Have you ever noticed that soon after learning a new word, or becoming interested in the latest subject matter, you begin to see signs of that new thing everywhere? You overhear people talking about it. Read a headline focusing on it. See a photo of it on the side of a bus. You do a double take–did everyone know about this thing but me?
Sometimes finding a new ingredient is like that, too. You become excited about the item–feeling uniquely able to uncover the ingredient’s culinary possibilities–only to discover everyone around you talking about how they ate it, cooked it, or shopped for it. You realize you’re not alone in your discovery. Either everyone else has just learned about The New Great Ingredient, or your culinary discovery is more a coming-to-your-senses moment.
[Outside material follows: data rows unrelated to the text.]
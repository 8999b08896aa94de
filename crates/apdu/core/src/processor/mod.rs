//! Command processors for APDU commands
//!
//! A processor owns the exchange of a single logical command: it sends the
//! command bytes through a [`CardTransport`] and may issue follow-up
//! commands before handing back one complete [`Response`].

pub mod processors;

use std::fmt;

use crate::response::error::ResponseError;
use crate::transport::{CardTransport, TransportError};
use crate::{Command, Response};

pub use processors::{GetResponseProcessor, IdentityProcessor};

/// Error type for command processors
#[derive(Debug, Clone, PartialEq, Eq, thiserror::Error)]
pub enum ProcessorError {
    /// Underlying transport error
    #[error(transparent)]
    Transport(#[from] TransportError),

    /// Invalid response
    #[error(transparent)]
    Response(#[from] ResponseError),

    /// The card kept answering `61 xx` past the configured limit
    #[error("Chain limit exceeded after {0} GET RESPONSE command(s)")]
    ChainLimitExceeded(usize),
}

/// Trait for command processors
pub trait CommandProcessor: Send + Sync + fmt::Debug {
    /// Send `command` through `transport` and return the final response
    fn process_command(
        &self,
        command: &Command,
        transport: &mut dyn CardTransport,
    ) -> Result<Response, ProcessorError>;
}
Bison is my New Great Ingredient. After a lifetime of never cooking, eating, or even seeing bison, I suddenly see signs of bison everywhere. There are bison burgers on the menus of burger joints all over Los Angeles. Iron Chef’s battle with bison as their secret ingredient. Bison vendors sell their vacuum packed meat to lines of dedicated farmers’ market customers. Magazine articles extol the virtues of bison’s low fat, high-protein nutrition profile. Though bison may be one of America’s original meat sources, the industry seems to be breaking through to a nation of meat eaters like me, that are interested in healthier and low-fat alternatives.
Suddenly, I’m very interested in bison. And to tell you the truth, I’m craving the stuff.